The shrimp plant, Justicia brandegeeana, makes me think of an early evening summer cocktail party with an exotic guest list and finger foods (yes, including shrimp cocktail). With soft oval green leaves that lead up to red bracts that gently change to a salmon color as it exposes its white flower, it's easy to see why the Justicia received its common name. Like the unassuming but alluring guest at the party the shrimp plant is one of the most unusual forms, but it doesn't necessarily scream out at you. Not only is the shrimp plant one of the most visually intriguing plants but it is generally low maintenance and drought tolerant as a landscape plant -- score.

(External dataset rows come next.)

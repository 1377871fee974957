//! Chunked transfer engine.
//!
//! Chunks are sent strictly one after another. Each request carries the
//! transaction id returned by the previous response (empty for the first
//! chunk); the server is authoritative for that value. Any failed chunk
//! aborts the transfer. There is no retry and no resume.

use std::path::Path;

use appdrop_core::models::ChunkUploadRequest;
use appdrop_core::{ChunkReader, IngestError};

use crate::ApiClient;

/// Result of a completed chunked upload.
#[derive(Debug, Clone, PartialEq, Eq)]
pub struct ChunkedUpload {
    /// Identifier returned by the last chunk response.
    pub transaction_id: String,
    pub chunks: u32,
    pub bytes: u64,
}

pub struct ChunkedTransfer<'a> {
    client: &'a ApiClient,
    chunk_size: usize,
}

impl<'a> ChunkedTransfer<'a> {
    pub fn new(client: &'a ApiClient, chunk_size: usize) -> Self {
        Self { client, chunk_size }
    }

    /// Uploads `path` and returns the final transaction id.
    pub async fn upload(&self, path: &Path) -> Result<ChunkedUpload, IngestError> {
        // The reader owns the file handle; it is closed on every return path.
        let mut reader = ChunkReader::open(path, self.chunk_size).await?;
        let total_size = reader.file_size();
        if total_size == 0 {
            return Err(IngestError::EmptyFile(path.to_path_buf()));
        }

        tracing::info!(
            file = %path.display(),
            total_size,
            chunk_size = self.chunk_size,
            expected_chunks = ChunkReader::expected_chunks(total_size, self.chunk_size),
            "Starting chunked upload"
        );

        let mut transaction_id = String::new();
        let mut chunks = 0u32;
        let mut bytes = 0u64;

        while let Some(chunk) = reader.next_chunk().await? {
            let request = ChunkUploadRequest {
                transaction_id: transaction_id.clone(),
                chunk_data: chunk.encode(),
                chunk_sequence_number: chunk.sequence,
                total_application_size: total_size,
                chunk_size: chunk.len() as u64,
            };

            let response = self
                .client
                .upload_chunk(&request)
                .await
                .map_err(|e| IngestError::Transfer {
                    sequence: chunk.sequence,
                    message: e.to_string(),
                })?;

            if response.upload_success == Some(false) {
                return Err(IngestError::Transfer {
                    sequence: chunk.sequence,
                    message: "server reported UploadSuccess=false".to_string(),
                });
            }

            transaction_id = response.transaction_id.unwrap_or_default();
            chunks = chunk.sequence;
            bytes += chunk.len() as u64;

            tracing::debug!(
                sequence = chunk.sequence,
                chunk_bytes = chunk.len(),
                uploaded = bytes,
                total_size,
                transaction_id = %transaction_id,
                "Chunk uploaded"
            );
        }

        if transaction_id.is_empty() {
            return Err(IngestError::Protocol(format!(
                "no transaction id returned after {} chunk(s) of {}",
                chunks,
                path.display()
            )));
        }

        Ok(ChunkedUpload {
            transaction_id,
            chunks,
            bytes,
        })
    }
}
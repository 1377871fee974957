//! HTTP client for the MDM application API.
//!
//! Every request carries the tenant key header and Basic credentials from the
//! session. Generic GET/POST helpers live here; endpoint methods are in `api`,
//! and the two transfer engines plus the creation invoker build on them.

pub mod api;
pub mod chunked;
pub mod create;
pub mod link;

use anyhow::{Context, Result};
use appdrop_core::models::ApiErrorBody;
use appdrop_core::{Credentials, IngestError, SessionContext};
use reqwest::{Client, RequestBuilder, StatusCode};
use serde::de::DeserializeOwned;

/// Header carrying the tenant API key.
pub const TENANT_HEADER: &str = "aw-tenant-code";

/// Failure of a single API call.
#[derive(Debug, thiserror::Error)]
pub enum ApiError {
    #[error("Request to {url} failed: {source}")]
    Request {
        url: String,
        #[source]
        source: reqwest::Error,
    },

    #[error("API request failed with status {status}: {message}")]
    Status { status: StatusCode, message: String },

    #[error("Failed to parse response from {url}: {source}")]
    Decode {
        url: String,
        #[source]
        source: serde_json::Error,
    },
}

impl ApiError {
    /// 401/403: the credentials or tenant key were refused.
    pub fn is_auth_failure(&self) -> bool {
        matches!(
            self,
            ApiError::Status { status, .. }
                if *status == StatusCode::UNAUTHORIZED || *status == StatusCode::FORBIDDEN
        )
    }

    /// The server could not be reached or the exchange broke off, including
    /// a connection lost while the response body was being read.
    pub fn is_connectivity(&self) -> bool {
        match self {
            ApiError::Request { source, .. } => {
                source.is_connect()
                    || source.is_timeout()
                    || source.is_request()
                    || source.is_body()
                    || source.is_decode()
            }
            _ => false,
        }
    }

    /// Failures that invalidate the whole session rather than one descriptor.
    pub fn is_session_failure(&self) -> bool {
        self.is_auth_failure() || self.is_connectivity()
    }

    /// Server-provided message for status errors, the error text otherwise.
    pub fn server_message(&self) -> String {
        match self {
            ApiError::Status { message, .. } => message.clone(),
            other => other.to_string(),
        }
    }

    /// Maps a search failure: session failures become fatal.
    pub fn into_search_error(self) -> IngestError {
        if self.is_session_failure() {
            IngestError::Session(self.to_string())
        } else {
            IngestError::Search(self.to_string())
        }
    }
}

/// HTTP client bound to one server and one set of credentials.
#[derive(Clone, Debug)]
pub struct ApiClient {
    client: Client,
    base_url: String,
    api_key: String,
    encoded_credentials: String,
}

impl ApiClient {
    /// No client-side timeout is configured; large chunk uploads rely on the
    /// platform defaults.
    pub fn new(base_url: &str, api_key: &str, credentials: &Credentials) -> Result<Self> {
        Self::with_encoded_credentials(base_url, api_key, &credentials.encoded())
    }

    pub fn from_session(session: &SessionContext) -> Result<Self> {
        Self::with_encoded_credentials(
            session.server_url(),
            session.api_key(),
            session.encoded_credentials(),
        )
    }

    fn with_encoded_credentials(
        base_url: &str,
        api_key: &str,
        encoded_credentials: &str,
    ) -> Result<Self> {
        let client = Client::builder()
            .user_agent(concat!("appdrop/", env!("CARGO_PKG_VERSION")))
            .build()
            .context("Failed to create HTTP client")?;

        Ok(Self {
            client,
            base_url: base_url.trim_end_matches('/').to_string(),
            api_key: api_key.to_string(),
            encoded_credentials: encoded_credentials.to_string(),
        })
    }

    pub fn build_url(&self, path: &str) -> String {
        format!("{}{}", self.base_url, path)
    }

    fn apply_auth(&self, request: RequestBuilder) -> RequestBuilder {
        request
            .header(TENANT_HEADER, self.api_key.as_str())
            .header(
                reqwest::header::AUTHORIZATION,
                format!("Basic {}", self.encoded_credentials),
            )
            .header(reqwest::header::ACCEPT, "application/json")
    }

    /// Sends an authenticated request. Returns the body, or `None` for an
    /// empty/204 answer.
    async fn execute(&self, request: RequestBuilder, url: &str) -> Result<Option<String>, ApiError> {
        let response = self
            .apply_auth(request)
            .send()
            .await
            .map_err(|source| ApiError::Request {
                url: url.to_string(),
                source,
            })?;

        let status = response.status();
        let body = response.text().await.map_err(|source| ApiError::Request {
            url: url.to_string(),
            source,
        })?;

        if !status.is_success() {
            let message = if body.trim().is_empty() {
                status
                    .canonical_reason()
                    .unwrap_or("Unknown error")
                    .to_string()
            } else {
                ApiErrorBody::message_from(&body)
            };
            return Err(ApiError::Status { status, message });
        }

        if status == StatusCode::NO_CONTENT || body.trim().is_empty() {
            return Ok(None);
        }
        Ok(Some(body))
    }

    fn decode<T: DeserializeOwned>(url: &str, body: &str) -> Result<T, ApiError> {
        serde_json::from_str(body).map_err(|source| ApiError::Decode {
            url: url.to_string(),
            source,
        })
    }

    /// GET with query parameters. An empty answer yields `T::default()`.
    pub async fn get<T: DeserializeOwned + Default>(
        &self,
        path: &str,
        query: &[(&str, String)],
    ) -> Result<T, ApiError> {
        let url = self.build_url(path);
        let mut request = self.client.get(&url);
        if !query.is_empty() {
            request = request.query(query);
        }

        match self.execute(request, &url).await? {
            Some(body) => Self::decode(&url, &body),
            None => Ok(T::default()),
        }
    }

    /// POST a JSON body and deserialize the response.
    pub async fn post_json<T: DeserializeOwned + Default, B: serde::Serialize + ?Sized>(
        &self,
        path: &str,
        body: &B,
    ) -> Result<T, ApiError> {
        let url = self.build_url(path);
        let request = self.client.post(&url).json(body);

        match self.execute(request, &url).await? {
            Some(body) => Self::decode(&url, &body),
            None => Ok(T::default()),
        }
    }

    /// POST without a body; all parameters travel in the query string.
    pub async fn post_query<T: DeserializeOwned>(
        &self,
        path: &str,
        query: &[(&str, String)],
    ) -> Result<T, ApiError> {
        let url = self.build_url(path);
        let request = self
            .client
            .post(&url)
            .query(query)
            .header(reqwest::header::CONTENT_TYPE, "application/json")
            .body("");

        let body = self.execute(request, &url).await?.unwrap_or_default();
        Self::decode(&url, &body)
    }

    /// Raw client for requests that must not carry MDM credentials.
    pub fn client(&self) -> &Client {
        &self.client
    }
}
//! Data models
//!
//! Local descriptors plus the request/response shapes of the MDM REST API.

mod application;
pub mod descriptor;
mod group;
mod upload;

pub use application::*;
pub use descriptor::*;
pub use group::*;
pub use upload::*;
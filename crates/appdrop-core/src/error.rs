//! Error types module
//!
//! All ingestion failures are unified under `IngestError`. Each variant knows
//! its `Severity`: session-level failures abort the whole run, everything
//! else is scoped to the descriptor being processed and the run moves on.

use std::io;
use std::path::PathBuf;

/// How far an error propagates through a run.
#[derive(Debug, Clone, Copy, PartialEq, Eq)]
pub enum Severity {
    /// Credentials or connectivity are presumed broken; stop the run.
    Fatal,
    /// Only the current descriptor is affected.
    Descriptor,
}

#[derive(Debug, thiserror::Error)]
pub enum IngestError {
    #[error("Session error: {0}")]
    Session(String),

    #[error("Invalid descriptor {path}: {message}")]
    Descriptor { path: PathBuf, message: String },

    #[error("Local file not accessible {path}: {source}")]
    LocalFile {
        path: PathBuf,
        #[source]
        source: io::Error,
    },

    #[error("File is empty: {0}")]
    EmptyFile(PathBuf),

    #[error("Chunk {sequence} upload failed: {message}")]
    Transfer { sequence: u32, message: String },

    #[error("Blob upload from link failed: {0}")]
    LinkUpload(String),

    #[error("Protocol violation: {0}")]
    Protocol(String),

    #[error("Search failed: {0}")]
    Search(String),

    #[error("Application creation rejected: {0}")]
    Creation(String),

    #[error("Invalid configuration: {0}")]
    Config(String),

    #[error("IO error: {0}")]
    Io(#[from] io::Error),
}

impl IngestError {
    pub fn descriptor(path: impl Into<PathBuf>, message: impl Into<String>) -> Self {
        IngestError::Descriptor {
            path: path.into(),
            message: message.into(),
        }
    }

    pub fn severity(&self) -> Severity {
        match self {
            IngestError::Session(_) | IngestError::Config(_) => Severity::Fatal,
            _ => Severity::Descriptor,
        }
    }

    /// Whether the run must stop after this error.
    pub fn is_fatal(&self) -> bool {
        self.severity() == Severity::Fatal
    }
}
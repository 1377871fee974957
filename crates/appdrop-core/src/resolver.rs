//! Upload decision for a candidate package.
//!
//! Classification is a pure function of the candidate's extension, its version
//! and the records the server already holds under the same name.

use std::cmp::Ordering;

use crate::models::ExistingApplication;

#[derive(Debug, Clone, PartialEq, Eq)]
pub enum UploadDecision {
    /// Same extension and same version already on the server.
    Skip { existing_version: String },
    /// Nothing with this name and extension exists yet.
    CreateNew,
    /// A different version exists; the new one is anchored to `bundle_id`.
    CreateNewVersion { bundle_id: String },
}

impl UploadDecision {
    pub fn as_str(&self) -> &'static str {
        match self {
            UploadDecision::Skip { .. } => "skip",
            UploadDecision::CreateNew => "create_new",
            UploadDecision::CreateNewVersion { .. } => "create_new_version",
        }
    }

    pub fn bundle_id(&self) -> Option<&str> {
        match self {
            UploadDecision::CreateNewVersion { bundle_id } => Some(bundle_id),
            _ => None,
        }
    }
}

/// Classifies a candidate against the server's records.
///
/// Extensions are compared exactly. When several records share the extension
/// but none the version, the record with the highest version anchors the new
/// one; equal versions keep the server's order, so the first listed wins.
pub fn classify(
    extension: &str,
    version: &str,
    existing: &[ExistingApplication],
) -> UploadDecision {
    let mut same_extension: Vec<&ExistingApplication> = existing
        .iter()
        .filter(|app| app.extension() == extension)
        .collect();

    if same_extension.is_empty() {
        return UploadDecision::CreateNew;
    }

    if let Some(app) = same_extension.iter().find(|app| app.version == version) {
        return UploadDecision::Skip {
            existing_version: app.version.clone(),
        };
    }

    // Stable sort: ties keep server order.
    same_extension.sort_by(|a, b| compare_versions(&b.version, &a.version));
    UploadDecision::CreateNewVersion {
        bundle_id: same_extension[0].bundle_id.clone(),
    }
}

/// Orders dotted version strings segment by segment, numerically where both
/// segments are numbers and lexically otherwise. Missing segments count as 0.
pub fn compare_versions(a: &str, b: &str) -> Ordering {
    let left: Vec<&str> = a.trim().split('.').collect();
    let right: Vec<&str> = b.trim().split('.').collect();
    let len = left.len().max(right.len());

    for i in 0..len {
        let l = left.get(i).copied().unwrap_or("0");
        let r = right.get(i).copied().unwrap_or("0");
        let ordering = match (l.parse::<u64>(), r.parse::<u64>()) {
            (Ok(ln), Ok(rn)) => ln.cmp(&rn),
            _ => l.cmp(r),
        };
        if ordering != Ordering::Equal {
            return ordering;
        }
    }
    Ordering::Equal
}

Flickr photo by Random McRandomhead
The shrimp plant is an ornamental shrub native to Mexico, Guatemala, and Honduras. It thrives in the shade in warmer tropical areas. If utilized as a potted houseplant, give it a little direct sun at low intensity intervals to get a recurrent bloom. It prefers well-drained sandy or loamy soil. You can let the soil go slightly dry to the touch of your hand in between watering.
It can sometimes get long and spindly but with regular pruning can maintain a bushy and perky habit. There are different cultivars available with different bract colors but no matter the cultivar, it still makes me want to plan up a cocktail party. Go ahead and play with your 'food', pot up a shrimp plant and let it hang out at your next soiree.